Mumbai: Commercial banks have drastically reduced their exposure to the Indian mutual fund industry, forcing the funds to look for retail assets.
Banks’ exposure has come down from Rs1.27 trillion in August 2009, when the capital market regulator abolished entry load or upfront commission for mutual fund distributors, to Rs83,827 crore in April 2010, and market experts said it could go down further.
H.N. Sinor, chief executive of industry lobby Association of Mutual Funds of India (Amfi), said his efforts would be towards expanding the retail market, which currently accounts for 30% of the Rs7.7 trillion industry.
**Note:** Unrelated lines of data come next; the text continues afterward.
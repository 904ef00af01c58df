//! The hot-swapped handler router and its HTTP server.
//!
//! The ingress controller calls this server as its forward-auth endpoint;
//! the URL path is the policy name. The routing table is an immutable
//! snapshot swapped wholesale whenever the policy set changes, so requests
//! dispatch against a consistent view while a swap happens.

use crate::handler::AcpHandler;
use crate::headers::{self, Response};
use ahash::AHashMap as HashMap;
use http::StatusCode;
use hub_agent_k8s_index::AcpSnapshot;
use hyper::body::Incoming;
use hyper::service::service_fn;
use hyper_util::rt::{TokioExecutor, TokioIo};
use hyper_util::server::conn::auto;
use parking_lot::RwLock;
use std::net::SocketAddr;
use std::sync::Arc;
use tokio::net::TcpListener;
use tokio::sync::watch;
use tracing::{debug, info, warn};

type Routes = HashMap<String, Arc<AcpHandler>>;

#[derive(Clone)]
pub struct Switcher {
    routes: Arc<RwLock<Arc<Routes>>>,
    http: reqwest::Client,
}

impl Switcher {
    pub fn new(http: reqwest::Client) -> Self {
        Self {
            routes: Arc::new(RwLock::new(Arc::new(Routes::default()))),
            http,
        }
    }

    /// Rebuilds the routing table from a policy snapshot and swaps it in.
    /// Policies that fail to compile are skipped and logged; the rest of
    /// the table still swaps.
    pub fn update(&self, policies: &AcpSnapshot) {
        let mut routes = Routes::with_capacity(policies.len());
        for (name, spec) in policies.iter() {
            match AcpHandler::new(name, spec, self.http.clone()) {
                Ok(handler) => {
                    routes.insert(name.clone(), Arc::new(handler));
                }
                Err(error) => {
                    warn!(policy = %name, %error, "Skipping uncompilable access control policy")
                }
            }
        }
        let count = routes.len();
        *self.routes.write() = Arc::new(routes);
        debug!(policies = count, "Swapped access control handler table");
    }

    fn snapshot(&self) -> Arc<Routes> {
        self.routes.read().clone()
    }

    async fn handle(&self, req: http::Request<Incoming>) -> Response {
        let (parts, _body) = req.into_parts();
        let Some(policy) = policy_name(&parts) else {
            return headers::status(StatusCode::NOT_FOUND);
        };

        // Take the snapshot before dispatching; a concurrent swap must not
        // change the handler mid-request.
        let routes = self.snapshot();
        let Some(handler) = routes.get(policy) else {
            debug!(%policy, "No handler for policy");
            return headers::status(StatusCode::NOT_FOUND);
        };
        handler.serve(&parts).await
    }
}

/// The policy name is the whole path, slashes trimmed.
fn policy_name(parts: &http::request::Parts) -> Option<&str> {
    let trimmed = parts.uri.path().trim_matches('/');
    (!trimmed.is_empty()).then_some(trimmed)
}

/// Rebuilds the switcher whenever the policy index publishes a snapshot.
pub async fn watch_policies(switcher: Switcher, mut snapshots: watch::Receiver<AcpSnapshot>) {
    loop {
        let snapshot = snapshots.borrow_and_update().clone();
        switcher.update(&snapshot);
        if snapshots.changed().await.is_err() {
            debug!("Policy index is gone, stopping handler swaps");
            return;
        }
    }
}

/// Serves the forward-auth endpoint until shutdown is signalled.
pub async fn serve(addr: SocketAddr, switcher: Switcher, drain: drain::Watch) -> anyhow::Result<()> {
    let listener = TcpListener::bind(addr).await?;
    info!(%addr, "Access control server listening");

    loop {
        tokio::select! {
            accepted = listener.accept() => {
                let (stream, peer) = match accepted {
                    Ok(accepted) => accepted,
                    Err(error) => {
                        warn!(%error, "Failed to accept connection");
                        continue;
                    }
                };
                let switcher = switcher.clone();
                tokio::spawn(async move {
                    let service = service_fn(|req| {
                        let switcher = switcher.clone();
                        async move { Ok::<_, std::convert::Infallible>(switcher.handle(req).await) }
                    });
                    let builder = auto::Builder::new(TokioExecutor::new());
                    let conn = builder.serve_connection(TokioIo::new(stream), service);
                    if let Err(error) = conn.await {
                        debug!(%peer, %error, "Connection error");
                    }
                });
            }
            _ = drain.clone().signaled() => {
                info!("Access control server shutting down");
                return Ok(());
            }
        }
    }
}

#[cfg(test)]
mod tests {
    use super::*;
    use hub_agent_k8s_api::AccessControlPolicySpec;

    fn mk_snapshot(entries: &[(&str, serde_json::Value)]) -> AcpSnapshot {
        let mut map = HashMap::default();
        for (name, spec) in entries {
            let spec: AccessControlPolicySpec = serde_json::from_value(spec.clone()).unwrap();
            map.insert(name.to_string(), spec);
        }
        Arc::new(map)
    }

    #[test]
    fn swap_replaces_the_whole_table() {
        let switcher = Switcher::new(reqwest::Client::new());

        switcher.update(&mk_snapshot(&[(
            "a",
            serde_json::json!({"jwt": {"signingSecret": "s"}}),
        )]));
        assert!(switcher.snapshot().contains_key("a"));

        switcher.update(&mk_snapshot(&[(
            "b",
            serde_json::json!({"jwt": {"signingSecret": "s"}}),
        )]));
        let routes = switcher.snapshot();
        assert!(!routes.contains_key("a"));
        assert!(routes.contains_key("b"));
    }

    #[test]
    fn snapshots_survive_a_swap() {
        let switcher = Switcher::new(reqwest::Client::new());
        switcher.update(&mk_snapshot(&[(
            "a",
            serde_json::json!({"jwt": {"signingSecret": "s"}}),
        )]));

        let before = switcher.snapshot();
        switcher.update(&mk_snapshot(&[]));

        // The old snapshot still dispatches even though the table swapped.
        assert!(before.contains_key("a"));
        assert!(switcher.snapshot().is_empty());
    }

    #[test]
    fn uncompilable_policy_is_skipped() {
        let switcher = Switcher::new(reqwest::Client::new());
        switcher.update(&mk_snapshot(&[
            ("bad", serde_json::json!({})),
            ("good", serde_json::json!({"jwt": {"signingSecret": "s"}})),
        ]));
        let routes = switcher.snapshot();
        assert!(!routes.contains_key("bad"));
        assert!(routes.contains_key("good"));
    }

    #[test]
    fn policy_path_extraction() {
        let parts = http::Request::builder()
            .uri("/my-acp")
            .body(())
            .unwrap()
            .into_parts()
            .0;
        assert_eq!(policy_name(&parts), Some("my-acp"));

        let root = http::Request::builder()
            .uri("/")
            .body(())
            .unwrap()
            .into_parts()
            .0;
        assert_eq!(policy_name(&root), None);
    }
}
“Wholesale money, that account for 70% of the industry, comes from the surplus money of banks and institutions. It has its own relevance and there is no conscious effort to limit it,” he said. But banks are consciously limiting exposure to mutual funds because the banking regulator is not comfortable with it.
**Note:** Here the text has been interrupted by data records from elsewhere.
use kube::CustomResource;
use schemars::JsonSchema;
use serde::{Deserialize, Serialize};

/// A platform-managed API exposed through the gateway.
#[derive(Clone, Debug, Default, PartialEq, CustomResource, Deserialize, Serialize, JsonSchema)]
#[kube(
    group = "hub.traefik.io",
    version = "v1alpha1",
    kind = "Api",
    status = "ApiStatus",
    namespaced
)]
#[serde(rename_all = "camelCase")]
pub struct ApiSpec {
    pub path_prefix: String,

    pub service: ApiService,
}

#[derive(Clone, Debug, Default, PartialEq, Deserialize, Serialize, JsonSchema)]
#[serde(rename_all = "camelCase")]
pub struct ApiService {
    pub name: String,
    pub port: u16,
}

#[derive(Clone, Debug, Default, PartialEq, Deserialize, Serialize, JsonSchema)]
#[serde(rename_all = "camelCase")]
pub struct ApiStatus {
    #[serde(default, skip_serializing_if = "Option::is_none")]
    pub version: Option<String>,

    #[serde(default, skip_serializing_if = "Option::is_none")]
    pub synced_at: Option<String>,

    #[serde(default, skip_serializing_if = "Option::is_none")]
    pub spec_hash: Option<String>,
}
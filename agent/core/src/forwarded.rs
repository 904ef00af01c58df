//! Reconstruction of the request a forward-auth call stands for.
//!
//! The ingress controller calls the auth server with the original request
//! described in `X-Forwarded-*` headers; handlers that redirect (OIDC) need
//! the full original URL back.

use http::{header::HeaderMap, Method};
use thiserror::Error;
use url::Url;

pub const X_FORWARDED_PROTO: &str = "x-forwarded-proto";
pub const X_FORWARDED_HOST: &str = "x-forwarded-host";
pub const X_FORWARDED_URI: &str = "x-forwarded-uri";
pub const X_FORWARDED_METHOD: &str = "x-forwarded-method";

#[derive(Debug, Error)]
pub enum ForwardedError {
    #[error("missing {0} header")]
    MissingHeader(&'static str),

    #[error("invalid forwarded URL: {0}")]
    InvalidUrl(#[from] url::ParseError),
}

/// Rebuilds the original request URL from `X-Forwarded-{Proto,Host,Uri}`.
///
/// The proto defaults to `http` when absent; host is required.
pub fn forwarded_url(headers: &HeaderMap) -> Result<Url, ForwardedError> {
    let proto = headers
        .get(X_FORWARDED_PROTO)
        .and_then(|v| v.to_str().ok())
        .unwrap_or("http");
    let host = headers
        .get(X_FORWARDED_HOST)
        .and_then(|v| v.to_str().ok())
        .ok_or(ForwardedError::MissingHeader(X_FORWARDED_HOST))?;
    let uri = headers
        .get(X_FORWARDED_URI)
        .and_then(|v| v.to_str().ok())
        .unwrap_or("/");

    Ok(Url::parse(&format!("{proto}://{host}{uri}"))?)
}

/// The method of the original request, falling back to the method of the
/// forward-auth call itself when the controller does not forward one.
pub fn forwarded_method(headers: &HeaderMap, fallback: &Method) -> Method {
    headers
        .get(X_FORWARDED_METHOD)
        .and_then(|v| v.to_str().ok())
        .and_then(|v| v.parse::<Method>().ok())
        .unwrap_or_else(|| fallback.clone())
}

/// Whether a request method is safe to answer with a login redirect.
///
/// Writes get a 401 instead: redirecting a POST loses the body.
pub fn is_safe_method(method: &Method) -> bool {
    !matches!(
        *method,
        Method::POST | Method::PUT | Method::PATCH | Method::DELETE
    )
}

#[cfg(test)]
mod tests {
    use super::*;
    use http::HeaderValue;

    fn headers(entries: &[(&'static str, &str)]) -> HeaderMap {
        let mut map = HeaderMap::new();
        for (name, value) in entries {
            map.insert(*name, HeaderValue::from_str(value).unwrap());
        }
        map
    }

    #[test]
    fn rebuilds_url() {
        let h = headers(&[
            (X_FORWARDED_PROTO, "https"),
            (X_FORWARDED_HOST, "app.example.com"),
            (X_FORWARDED_URI, "/page?q=1"),
        ]);
        let url = forwarded_url(&h).unwrap();
        assert_eq!(url.as_str(), "https://app.example.com/page?q=1");
    }

    #[test]
    fn proto_and_uri_default() {
        let h = headers(&[(X_FORWARDED_HOST, "app.example.com")]);
        let url = forwarded_url(&h).unwrap();
        assert_eq!(url.as_str(), "http://app.example.com/");
    }

    #[test]
    fn missing_host_is_an_error() {
        let h = headers(&[(X_FORWARDED_PROTO, "http")]);
        assert!(matches!(
            forwarded_url(&h),
            Err(ForwardedError::MissingHeader(X_FORWARDED_HOST))
        ));
    }

    #[test]
    fn forwarded_method_overrides_fallback() {
        let h = headers(&[(X_FORWARDED_METHOD, "POST")]);
        assert_eq!(forwarded_method(&h, &Method::GET), Method::POST);
        assert_eq!(forwarded_method(&HeaderMap::new(), &Method::GET), Method::GET);
    }

    #[test]
    fn safe_methods() {
        assert!(is_safe_method(&Method::GET));
        assert!(is_safe_method(&Method::HEAD));
        assert!(is_safe_method(&Method::OPTIONS));
        assert!(!is_safe_method(&Method::POST));
        assert!(!is_safe_method(&Method::PUT));
        assert!(!is_safe_method(&Method::PATCH));
        assert!(!is_safe_method(&Method::DELETE));
    }
}
#![deny(warnings, rust_2018_idioms)]
#![forbid(unsafe_code)]

#[tokio::main]
async fn main() -> anyhow::Result<()> {
    if rustls::crypto::aws_lc_rs::default_provider()
        .install_default()
        .is_err()
    {
        anyhow::bail!("No other crypto provider should be installed yet");
    }

    hub_agent_runtime::Args::parse_and_run().await
}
Typically, banks invest money in funds’ liquid or debt schemes that in turn invest in money market instruments such as certificate of deposits, commercial papers, and pass-through certificates. Banks can directly invest in most of these instruments, but they use the mutual fund route to get tax exemption.
The Reserve Bank of India (RBI) last year blamed the banks’ practice of investing in such instruments through mutual funds as one of the several factors that contributed to low credit growth. RBI governor D. Subbarao had said then: “There is a concern that through the mutual funds, there is circularity of money.”
“There is a second concern that there could be a regulatory arbitrage in the sense that mutual funds are lending to companies, which banks could not directly lend to,” he had added. Following this, many large state-owned banks, which did not have any investment limit for buying mutual funds, were forced to set a limit for such investments, and most of them decided against exceeding their peak exposure levels in September-October 2009.
Some large private sector banks, too, have brought down their exposure in mutual funds drastically.
According to Karthik Srinivasan, co-head, financial sector ratings, Icra Ltd, large banks typically invest up to 10% of their portfolio in liquid and liquid-plus schemes of mutual funds. “With banks setting internal limits and reducing their exposure, the assets under liquid schemes could go down to Rs55,000-60,000 crore during the current year. The credit offtake of banks is expected to be 20-22% this year, and that, too, will contribute to a reduction in liquid fund investments by banks,” he said.
This will have a significant impact on the mutual fund industry which is witnessing a drastic slowdown in growth since last August.
The assets under management of the Indian mutual fund industry have come down from Rs8.07 trillion in November 2009 to Rs7.7 trillion in April, and since August last year, the industry has grown barely 2.6%.
One reason for this has also been last year’s decision by the stock market regulator to ban entry loads on mutual funds. Distributors, who earned a commission from asset management companies for selling mutual funds to investors, no longer had an incentive to do so.
“With equity inflows also looking lukewarm under the current market scenario, the growth path does not look exciting,” a senior official with a foreign mutual fund said.
The Sensex has dropped 3.37% since January in a highly volatile market, making retail investors wary.
An official at a private sector bank said RBI’s reservations about banks’ investment in mutual funds, coupled with a relatively tight liquidity condition, has led to a reduction in banks’ exposure in mutual funds.
Banks are parking lesser amount with RBI with a decline in surplus liquidity in the system. For instance, in September, on an average banks used to keep Rs1.21 trillion with RBI daily. In April, this came down to Rs62,400 crore, and in May to Rs42,400 crore.
“We’ve reduced our limits by 50% in December. The banking industry’s total investment during the current fiscal could be about Rs80,000 crore. I do not see the industry breaching last year’s peak for the next few years,” the private bank official added.
A public sector banker, on condition of anonymity, said, “RBI is not very comfortable with banks investing in mutual funds. We have other instruments to park money and will prefer not to invest much in liquid schemes.”
Mutual funds are aware of this but they are not blaming banks, said Rajan Ghotgalkar, managing director, Principal PNB Asset Management Co. Ltd, which manages assets worth Rs7,470 crore. “The credit offtake has gone up and banks do not have too much surplus cash. The drop in investment is more of a market phenomenon than a conscious effort by banks.”
Sinor said Amfi was making efforts to expand the retail market by creating investor awareness.